//! Route table, route guard, and the top-level navigator.
//!
//! SYSTEM CONTEXT
//! ==============
//! Front ends render whatever [`Navigator::current`] names. The guard runs on
//! every navigation; the navigator also listens to session transitions so a
//! 401 anywhere in the app lands the user on `/login` without the HTTP layer
//! knowing about routes.
//!
//! DESIGN
//! ======
//! Session state is the only input. The guard never checks token validity;
//! a stale token renders `/admin` until the first call comes back 401, at
//! which point the session transition drives the redirect.

#[cfg(test)]
#[path = "guard_test.rs"]
mod guard_test;

use std::fmt;

use tokio::sync::watch;

use crate::state::session::{SessionState, SessionStore};

/// Every view the site can show.
#[derive(Clone, Copy, Debug, PartialEq, Eq, Hash)]
pub enum Route {
    Home,
    About,
    Book,
    Team,
    Gallery,
    Stories,
    Contact,
    Donate,
    Login,
    Admin,
    NotFound,
}

impl Route {
    pub const ALL: [Self; 11] = [
        Self::Home,
        Self::About,
        Self::Book,
        Self::Team,
        Self::Gallery,
        Self::Stories,
        Self::Contact,
        Self::Donate,
        Self::Login,
        Self::Admin,
        Self::NotFound,
    ];

    pub fn path(self) -> &'static str {
        match self {
            Self::Home => "/",
            Self::About => "/about",
            Self::Book => "/book-studio",
            Self::Team => "/team",
            Self::Gallery => "/gallery",
            Self::Stories => "/stories",
            Self::Contact => "/contact",
            Self::Donate => "/donate",
            Self::Login => "/login",
            Self::Admin => "/admin",
            Self::NotFound => "/404",
        }
    }

    /// Match a path, ignoring a trailing slash and any query string.
    /// Unknown paths map to [`Route::NotFound`].
    pub fn from_path(path: &str) -> Self {
        let path = path.split(['?', '#']).next().unwrap_or_default();
        let trimmed = path.trim_end_matches('/');
        let normalized = if trimmed.is_empty() { "/" } else { trimmed };
        Self::ALL
            .into_iter()
            .find(|route| *route != Self::NotFound && route.path() == normalized)
            .unwrap_or(Self::NotFound)
    }

    /// Requires an authenticated session.
    pub fn is_protected(self) -> bool {
        self == Self::Admin
    }

    pub fn title(self) -> &'static str {
        match self {
            Self::Home => "Home",
            Self::About => "About",
            Self::Book => "Book With Us",
            Self::Team => "Our Team",
            Self::Gallery => "Gallery",
            Self::Stories => "Stories",
            Self::Contact => "Contact",
            Self::Donate => "Donate",
            Self::Login => "Admin Login",
            Self::Admin => "Admin Dashboard",
            Self::NotFound => "Page not found",
        }
    }
}

impl fmt::Display for Route {
    fn fmt(&self, f: &mut fmt::Formatter<'_>) -> fmt::Result {
        f.write_str(self.path())
    }
}

// =============================================================================
// GUARD
// =============================================================================

/// What to do with a requested route.
#[derive(Clone, Copy, Debug, PartialEq, Eq)]
pub enum GuardOutcome {
    Render(Route),
    Redirect(Route),
}

impl GuardOutcome {
    /// Route that ends up on screen.
    pub fn route(self) -> Route {
        match self {
            Self::Render(route) | Self::Redirect(route) => route,
        }
    }
}

/// Decide whether `route` renders under `state`.
///
/// Protected routes send anonymous visitors to `/login`; `/login` sends an
/// authenticated admin straight to `/admin`.
pub fn guard(route: Route, state: SessionState) -> GuardOutcome {
    match (route, state) {
        (r, SessionState::Anonymous) if r.is_protected() => GuardOutcome::Redirect(Route::Login),
        (Route::Login, SessionState::Authenticated) => GuardOutcome::Redirect(Route::Admin),
        (r, _) => GuardOutcome::Render(r),
    }
}

/// A session ending while `current` is on screen forces a move to login.
pub fn should_redirect_unauth(current: Route, state: SessionState) -> bool {
    state == SessionState::Anonymous && current.is_protected()
}

// =============================================================================
// NAVIGATOR
// =============================================================================

/// The single top-level listener that turns session transitions into
/// navigation.
#[derive(Debug)]
pub struct Navigator {
    current: Route,
    session: watch::Receiver<SessionState>,
}

impl Navigator {
    /// Start at `/` watching `session`.
    pub fn new(session: &SessionStore) -> Self {
        let mut rx = session.subscribe();
        rx.borrow_and_update();
        Self { current: Route::Home, session: rx }
    }

    pub fn current(&self) -> Route {
        self.current
    }

    fn state(&self) -> SessionState {
        *self.session.borrow()
    }

    /// Navigate to `route`, applying the guard. Returns what was decided.
    pub fn go(&mut self, route: Route) -> GuardOutcome {
        let outcome = guard(route, self.state());
        if let GuardOutcome::Redirect(to) = outcome {
            tracing::debug!(from = %route, to = %to, "route guarded");
        }
        self.current = outcome.route();
        outcome
    }

    pub fn navigate(&mut self, path: &str) -> GuardOutcome {
        self.go(Route::from_path(path))
    }

    /// Apply any session transition seen since the last call without
    /// waiting. Returns the redirect target if the current view was lost.
    pub fn sync(&mut self) -> Option<Route> {
        match self.session.has_changed() {
            Ok(true) => {
                let state = *self.session.borrow_and_update();
                self.apply(state)
            }
            _ => None,
        }
    }

    /// Wait until a session transition forces the current view to change.
    /// Returns `None` once the session store has been dropped.
    pub async fn next_redirect(&mut self) -> Option<Route> {
        while self.session.changed().await.is_ok() {
            let state = *self.session.borrow_and_update();
            if let Some(route) = self.apply(state) {
                return Some(route);
            }
        }
        None
    }

    fn apply(&mut self, state: SessionState) -> Option<Route> {
        if should_redirect_unauth(self.current, state) {
            tracing::info!(from = %self.current, "session ended; redirecting to login");
            self.current = Route::Login;
            return Some(Route::Login);
        }
        None
    }
}
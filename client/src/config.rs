//! Client configuration parsed from environment variables.
//!
//! The backend base URL is the only required value; without it the API layer
//! refuses to start.

#[cfg(test)]
#[path = "config_test.rs"]
mod config_test;

use std::path::{Path, PathBuf};
use std::time::Duration;

use url::Url;

pub const API_URL_ENV: &str = "RELIANCE_API_URL";
pub const STATE_DIR_ENV: &str = "RELIANCE_STATE_DIR";
pub const TIMEOUT_ENV: &str = "RELIANCE_TIMEOUT_SECS";

pub const DEFAULT_REQUEST_TIMEOUT_SECS: u64 = 30;
const DEFAULT_STATE_DIR_NAME: &str = ".reliance";

/// Errors raised while building a [`ClientConfig`].
#[derive(Debug, Clone, PartialEq, Eq, thiserror::Error)]
pub enum ConfigError {
    /// `RELIANCE_API_URL` is unset or blank.
    #[error("RELIANCE_API_URL is not set; the API layer needs a backend base URL")]
    MissingBaseUrl,

    /// The base URL is not an `http://` or `https://` URL.
    #[error("invalid base URL `{0}` (expected http:// or https://)")]
    InvalidBaseUrl(String),

    /// The request timeout is not a positive number of seconds.
    #[error("invalid RELIANCE_TIMEOUT_SECS value `{0}`")]
    InvalidTimeout(String),
}

#[derive(Debug, Clone, PartialEq, Eq)]
pub struct ClientConfig {
    /// Backend base URL. Its path always ends in `/`, so relative joins keep
    /// any path prefix.
    pub base_url: Url,
    /// Directory holding the persisted session token.
    pub state_dir: PathBuf,
    /// Upper bound for a single request, connect through body.
    pub request_timeout: Duration,
}

impl ClientConfig {
    /// Build a config for `base_url` with default state dir and timeout.
    ///
    /// # Errors
    ///
    /// Returns an error if `base_url` is blank or not an HTTP(S) URL.
    pub fn new(base_url: &str) -> Result<Self, ConfigError> {
        let trimmed = base_url.trim();
        if trimmed.is_empty() {
            return Err(ConfigError::MissingBaseUrl);
        }
        Ok(Self {
            base_url: parse_base_url(trimmed)?,
            state_dir: default_state_dir(std::env::var("HOME").ok().as_deref()),
            request_timeout: Duration::from_secs(DEFAULT_REQUEST_TIMEOUT_SECS),
        })
    }

    /// Build typed config from environment variables.
    ///
    /// Required:
    /// - `RELIANCE_API_URL`
    ///
    /// Optional:
    /// - `RELIANCE_STATE_DIR`: default `$HOME/.reliance`
    /// - `RELIANCE_TIMEOUT_SECS`: default 30
    ///
    /// # Errors
    ///
    /// Returns an error if the base URL is missing or any value fails to parse.
    pub fn from_env() -> Result<Self, ConfigError> {
        Self::from_lookup(|key| std::env::var(key).ok())
    }

    /// Same as [`ClientConfig::from_env`] but reads values through `lookup`.
    ///
    /// # Errors
    ///
    /// Returns an error if the base URL is missing or any value fails to parse.
    pub fn from_lookup<F>(lookup: F) -> Result<Self, ConfigError>
    where
        F: Fn(&str) -> Option<String>,
    {
        let raw_url = lookup(API_URL_ENV)
            .map(|value| value.trim().to_owned())
            .filter(|value| !value.is_empty())
            .ok_or(ConfigError::MissingBaseUrl)?;
        let base_url = parse_base_url(&raw_url)?;

        let state_dir = lookup(STATE_DIR_ENV)
            .map(|value| value.trim().to_owned())
            .filter(|value| !value.is_empty())
            .map_or_else(|| default_state_dir(lookup("HOME").as_deref()), PathBuf::from);

        let request_timeout = match lookup(TIMEOUT_ENV) {
            Some(raw) => parse_timeout(&raw)?,
            None => Duration::from_secs(DEFAULT_REQUEST_TIMEOUT_SECS),
        };

        Ok(Self { base_url, state_dir, request_timeout })
    }

    #[must_use]
    pub fn with_state_dir(mut self, dir: impl Into<PathBuf>) -> Self {
        self.state_dir = dir.into();
        self
    }

    #[must_use]
    pub fn with_request_timeout(mut self, timeout: Duration) -> Self {
        self.request_timeout = timeout;
        self
    }
}

fn parse_base_url(raw: &str) -> Result<Url, ConfigError> {
    let invalid = || ConfigError::InvalidBaseUrl(raw.to_owned());
    let mut url = Url::parse(raw.trim()).map_err(|_| invalid())?;
    if !matches!(url.scheme(), "http" | "https") || url.host_str().is_none_or(str::is_empty) {
        return Err(invalid());
    }
    url.set_query(None);
    url.set_fragment(None);
    if !url.path().ends_with('/') {
        let path = format!("{}/", url.path());
        url.set_path(&path);
    }
    Ok(url)
}

fn parse_timeout(raw: &str) -> Result<Duration, ConfigError> {
    raw.trim()
        .parse::<u64>()
        .ok()
        .filter(|secs| *secs > 0)
        .map(Duration::from_secs)
        .ok_or_else(|| ConfigError::InvalidTimeout(raw.to_owned()))
}

fn default_state_dir(home: Option<&str>) -> PathBuf {
    match home.map(str::trim).filter(|home| !home.is_empty()) {
        Some(home) => Path::new(home).join(DEFAULT_STATE_DIR_NAME),
        None => PathBuf::from(DEFAULT_STATE_DIR_NAME),
    }
}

....

_Problem to work on_
Exact reproduction of the lines from the top of the material through the line where "an authenticated session." appears is required, both boundary lines included, with no other output.

_Task answer_
//! Route table, route guard, and the top-level navigator.
//!
//! SYSTEM CONTEXT
//! ==============
//! Front ends render whatever [`Navigator::current`] names. The guard runs on
//! every navigation; the navigator also listens to session transitions so a
//! 401 anywhere in the app lands the user on `/login` without the HTTP layer
//! knowing about routes.
//!
//! DESIGN
//! ======
//! Session state is the only input. The guard never checks token validity;
//! a stale token renders `/admin` until the first call comes back 401, at
//! which point the session transition drives the redirect.

#[cfg(test)]
#[path = "guard_test.rs"]
mod guard_test;

use std::fmt;

use tokio::sync::watch;

use crate::state::session::{SessionState, SessionStore};

/// Every view the site can show.
#[derive(Clone, Copy, Debug, PartialEq, Eq, Hash)]
pub enum Route {
    Home,
    About,
    Book,
    Team,
    Gallery,
    Stories,
    Contact,
    Donate,
    Login,
    Admin,
    NotFound,
}

impl Route {
    pub const ALL: [Self; 11] = [
        Self::Home,
        Self::About,
        Self::Book,
        Self::Team,
        Self::Gallery,
        Self::Stories,
        Self::Contact,
        Self::Donate,
        Self::Login,
        Self::Admin,
        Self::NotFound,
    ];

    pub fn path(self) -> &'static str {
        match self {
            Self::Home => "/",
            Self::About => "/about",
            Self::Book => "/book-studio",
            Self::Team => "/team",
            Self::Gallery => "/gallery",
            Self::Stories => "/stories",
            Self::Contact => "/contact",
            Self::Donate => "/donate",
            Self::Login => "/login",
            Self::Admin => "/admin",
            Self::NotFound => "/404",
        }
    }

    /// Match a path, ignoring a trailing slash and any query string.
    /// Unknown paths map to [`Route::NotFound`].
    pub fn from_path(path: &str) -> Self {
        let path = path.split(['?', '#']).next().unwrap_or_default();
        let trimmed = path.trim_end_matches('/');
        let normalized = if trimmed.is_empty() { "/" } else { trimmed };
        Self::ALL
            .into_iter()
            .find(|route| *route != Self::NotFound && route.path() == normalized)
            .unwrap_or(Self::NotFound)
    }

    /// Requires an authenticated session.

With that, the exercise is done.